Java Value of Field Not Used

Question

I have the class ModelPlayer, the int fields mainAction and quickAction and the method quickAction(), in the method basically I set the quickAction value and from that it executes one of 4 methods. But I get the warning that I'm not using quickAction and I wanted to know why, because one of the 4 methods can only be executed once I set the value of quickAction, so I don't understand why it says that I'm not using it.

(NOTE: the methods setQuickAction() and getQuickAction() shown in the method belong to the class Player, so they're not related)

public class ModelPlayer {
    private int mainAction;
    private int quickAction;

    public void quickAction(Player player,int quickAction){
        this.quickAction=quickAction;
        if (player.getQuickAction()>0){
            switch(quickAction){
            case '1':
                engageAssistant(player);
                player.setQuickAction(0);
            case '2':
                changeBusinessPermitTile(player);
                player.setQuickAction(0);
            case '3':
                electCouncillorWithAssistant(player);
                player.setQuickAction(0);
            case '4':
                mainAction(player,mainAction);
                player.setQuickAction(0);
            }
        }


        }

}

Answer 1

You are not using this.quickAction, but the parameter passed in input.

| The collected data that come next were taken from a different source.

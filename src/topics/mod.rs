// Topic models: the trait the pipeline consumes, the keyword model
// implementation, and loading it from disk.

pub mod keyword;
pub mod source;
pub mod traits;

pub use keyword::{KeywordTopicModel, OutputMode, TopicDefinition};
pub use source::{FileModelSource, ModelSource};
pub use traits::{TopicModel, TopicResult};
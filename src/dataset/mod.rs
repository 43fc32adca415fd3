// Dataset acquisition: the Git track table of repository descriptions.
//
//  .json / .jsonl / .csv / .parquet
//        │
//        ▼
//   loader    parse file → Dataset (full_text, full_text_cleaned)
//        │
//        ▼
//   source    DatasetSource trait, file-backed implementation

pub mod loader;
pub mod model;
pub mod source;

pub use model::{Dataset, Record};
pub use source::{DatasetSource, FileDatasetSource};

/// Column holding the raw repository description.
pub const RAW_TEXT_COLUMN: &str = "full_text";

/// Column holding the upstream-cleaned text fed to the model.
pub const CLEANED_TEXT_COLUMN: &str = "full_text_cleaned";
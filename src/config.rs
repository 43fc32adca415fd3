use std::env;
use std::path::PathBuf;

/// Where the Git track dataset lives unless overridden.
pub const DEFAULT_DATASET_PATH: &str = "data/git_track_dataset.json";

/// Where the fitted topic model lives unless overridden.
pub const DEFAULT_MODEL_PATH: &str = "models/topic_model.json";

/// Default log filter when RUST_LOG is unset.
pub const DEFAULT_LOG_FILTER: &str = "repotopics=info";

/// Input locations for a run.
///
/// The dataset and model sit at fixed, pre-agreed paths. Environment variables
/// (optionally from a .env file, loaded at startup via dotenvy) can point a
/// deployment elsewhere; they are not part of the CLI.
#[derive(Debug, Clone, PartialEq, Eq)]
pub struct Config {
    pub dataset_path: PathBuf,
    pub model_path: PathBuf,
}

impl Default for Config {
    fn default() -> Self {
        Self {
            dataset_path: PathBuf::from(DEFAULT_DATASET_PATH),
            model_path: PathBuf::from(DEFAULT_MODEL_PATH),
        }
    }
}

impl Config {
    /// Load configuration from environment variables, falling back to the
    /// fixed locations.
    pub fn load() -> Self {
        Self::from_lookup(|key| env::var(key).ok())
    }

    /// Build from an arbitrary variable lookup, so tests don't have to touch
    /// the process environment.
    pub fn from_lookup(lookup: impl Fn(&str) -> Option<String>) -> Self {
        let defaults = Self::default();
        let path_or = |key: &str, default: PathBuf| {
            lookup(key)
                .filter(|v| !v.trim().is_empty())
                .map(PathBuf::from)
                .unwrap_or(default)
        };

        Self {
            dataset_path: path_or("REPOTOPICS_DATASET_PATH", defaults.dataset_path),
            model_path: path_or("REPOTOPICS_MODEL_PATH", defaults.model_path),
        }
    }
}
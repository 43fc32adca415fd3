// repotopics: batch topic inference for the Git track dataset
//
// This is the library root. Each module is one stage of the run:
// load the dataset, load the fitted model, predict topics, report results.

pub mod config;
pub mod dataset;
pub mod error;
pub mod output;
pub mod pipeline;
pub mod topics;

pub use error::PipelineError;
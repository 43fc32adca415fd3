// Full pipeline run: dataset -> model -> inference -> report.
//
// Strictly sequential and synchronous. Report options arrive already
// validated, so an unknown format has failed before anything here runs.

use std::io::Write;

use tracing::info;

use crate::dataset::DatasetSource;
use crate::error::PipelineError;
use crate::output::{report, ReportOptions, ReportSummary, ResultView};
use crate::topics::ModelSource;

use super::inference::infer;

/// Run the pipeline once. `console` receives the results when no output file
/// is configured.
pub fn run<W: Write>(
    datasets: &dyn DatasetSource,
    models: &dyn ModelSource,
    options: &ReportOptions,
    console: &mut W,
) -> Result<ReportSummary, PipelineError> {
    let dataset = datasets.load()?;
    let model = models.load()?;

    let topics = infer(model.as_ref(), &dataset)?;
    let view = ResultView::pair(&dataset, &topics)?;

    let summary = report(&view, options, console)?;
    info!(
        rows = summary.rows,
        destination = %summary.destination,
        "Run complete"
    );
    Ok(summary)
}
// Keyword topic model: the fitted artifact exported by the training job.
//
// Each topic is a label plus a weighted keyword set. A document's score for a
// topic is the summed weight of its tokens that are keywords of that topic,
// divided by the document's token count so long descriptions don't dominate.
// The artifact also fixes what the model hands back per document: a single
// label, a ranked list of labels, or the normalized score vector.

use std::collections::BTreeMap;

use anyhow::{bail, Context, Result};
use serde::{Deserialize, Serialize};
use serde_json::Value;

use super::traits::{TopicModel, TopicResult};

/// Artifact version this build knows how to read.
pub const SUPPORTED_FORMAT_VERSION: u32 = 1;

/// Shape of the per-document result.
#[derive(Debug, Clone, Copy, Default, PartialEq, Eq, Serialize, Deserialize)]
#[serde(rename_all = "lowercase")]
pub enum OutputMode {
    /// The best-scoring topic label (a string, or the fallback).
    #[default]
    Label,
    /// Up to `top_n` labels scoring above `min_score`, best first.
    Labels,
    /// One normalized score per topic, in topic order.
    Distribution,
}

/// A single topic: a human-readable label and its weighted keywords.
#[derive(Debug, Clone, Serialize, Deserialize)]
pub struct TopicDefinition {
    pub label: String,
    /// Lowercase keyword -> weight
    pub keywords: BTreeMap<String, f64>,
}

#[derive(Debug, Clone, Serialize, Deserialize)]
pub struct KeywordTopicModel {
    pub format_version: u32,
    #[serde(default)]
    pub name: Option<String>,
    #[serde(default)]
    pub output: OutputMode,
    #[serde(default = "default_top_n")]
    pub top_n: usize,
    /// A topic must score strictly above this to be reported.
    #[serde(default)]
    pub min_score: f64,
    /// Label used in `label` mode when no topic clears `min_score`.
    #[serde(default)]
    pub fallback_label: Option<String>,
    pub topics: Vec<TopicDefinition>,
}

fn default_top_n() -> usize {
    3
}

impl KeywordTopicModel {
    /// Build a model in the current artifact version with default settings.
    pub fn new(topics: Vec<TopicDefinition>) -> Self {
        Self {
            format_version: SUPPORTED_FORMAT_VERSION,
            name: None,
            output: OutputMode::default(),
            top_n: default_top_n(),
            min_score: 0.0,
            fallback_label: None,
            topics,
        }
    }

    /// Per-topic scores for one cleaned document, in topic order.
    ///
    /// Fails on a document with no tokens. The trainer never produced such
    /// rows, so one showing up means the cleaning step upstream went wrong.
    pub fn score(&self, document: &str) -> Result<Vec<f64>> {
        let tokens = tokenize(document);
        if tokens.is_empty() {
            bail!("document is empty");
        }
        let n = tokens.len() as f64;

        Ok(self
            .topics
            .iter()
            .map(|topic| {
                let hits: f64 = tokens
                    .iter()
                    .filter_map(|tok| topic.keywords.get(tok.as_str()))
                    .sum();
                hits / n
            })
            .collect())
    }

    fn to_result(&self, scores: &[f64]) -> TopicResult {
        match self.output {
            OutputMode::Label => match ranked(scores).first() {
                Some(&best) if scores[best] > self.min_score => {
                    Value::String(self.topics[best].label.clone())
                }
                _ => self
                    .fallback_label
                    .clone()
                    .map(Value::String)
                    .unwrap_or(Value::Null),
            },
            OutputMode::Labels => Value::Array(
                ranked(scores)
                    .into_iter()
                    .filter(|&i| scores[i] > self.min_score)
                    .take(self.top_n)
                    .map(|i| Value::String(self.topics[i].label.clone()))
                    .collect(),
            ),
            OutputMode::Distribution => {
                let total: f64 = scores.iter().sum();
                Value::Array(
                    scores
                        .iter()
                        .map(|&s| Value::from(if total > 0.0 { s / total } else { 0.0 }))
                        .collect(),
                )
            }
        }
    }
}

impl TopicModel for KeywordTopicModel {
    fn transform(&self, documents: &[String]) -> Result<Vec<TopicResult>> {
        documents
            .iter()
            .enumerate()
            .map(|(i, doc)| {
                let scores = self.score(doc).with_context(|| format!("document {i}"))?;
                Ok(self.to_result(&scores))
            })
            .collect()
    }
}

/// Topic indices ordered by descending score. The sort is stable, so ties
/// keep topic order.
fn ranked(scores: &[f64]) -> Vec<usize> {
    let mut order: Vec<usize> = (0..scores.len()).collect();
    order.sort_by(|&a, &b| scores[b].total_cmp(&scores[a]));
    order
}

/// Split cleaned text into lowercase tokens. Edge punctuation is stripped,
/// except `+` and `#` so names like `c++` and `c#` survive.
fn tokenize(document: &str) -> Vec<String> {
    document
        .split_whitespace()
        .map(|w| {
            w.trim_matches(|c: char| !(c.is_alphanumeric() || c == '+' || c == '#'))
                .to_lowercase()
        })
        .filter(|w| !w.is_empty())
        .collect()
}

So you just assign a value to this.quickAction but you are not using it.

Try to substitute switch(quickAction) with switch(this.quickAction), the warning should go away.

Also you should use break after any case, see https://docs.oracle.com/javase/tutorial/java/nutsandbolts/switch.html

Answer 2

I believe you get this error because you use the quickAction method parameter

public void quickAction(Player player,int quickAction)

to evaluate the switch statement, and not the private class variable, hence the private class variable

private int quickAction;
...
this.quickAction

is not used anywhere, and therefore the error.

Answer 3

The IDE tells give you the warning because the quickActionfield is never actually used.

In public void quickAction(Player player,int quickAction) method, you're never actually using the field quickAction. You're using the quickAction passed in from the method.

There is a Javabean standard that dictates how you should structure your object and fields. You don't need to follow this standard but it is widely used for defining 'properties' in your class.

All you need to know is that for every field you consider a property of the class, you have a 'getter' and a 'setter' for it. Consider the code below

public class ModelPlayer {
    private int mainAction;
    private int quickAction;

    // make getters and setters for the fields
    public int getQuickAction { return quickAction; }
    public void setQuickAction(int quickAction) { this.quickAction = quickAction; }

    public int getMainAction { return mainAction; }
    pulbic void setMainAction(int mainAction) { this.mainAction = mainAction; }

    // remove the quickAction parameter because we can use the field 'quickAction'
    public void quickAction(Player player){
        if (player.getQuickAction()>0){
            switch(quickAction){
            case '1':
                engageAssistant(player);
                player.setQuickAction(0);
            case '2':
                changeBusinessPermitTile(player);
                player.setQuickAction(0);
            case '3':
                electCouncillorWithAssistant(player);
                player.setQuickAction(0);
            case '4':
                mainAction(player,mainAction);
                player.setQuickAction(0);
            }
        }
    }
}

This code will surely not have any errors. Eclipse and other IDEs even give you the option to generate these 'getters' and 'setters' from your fields in the class.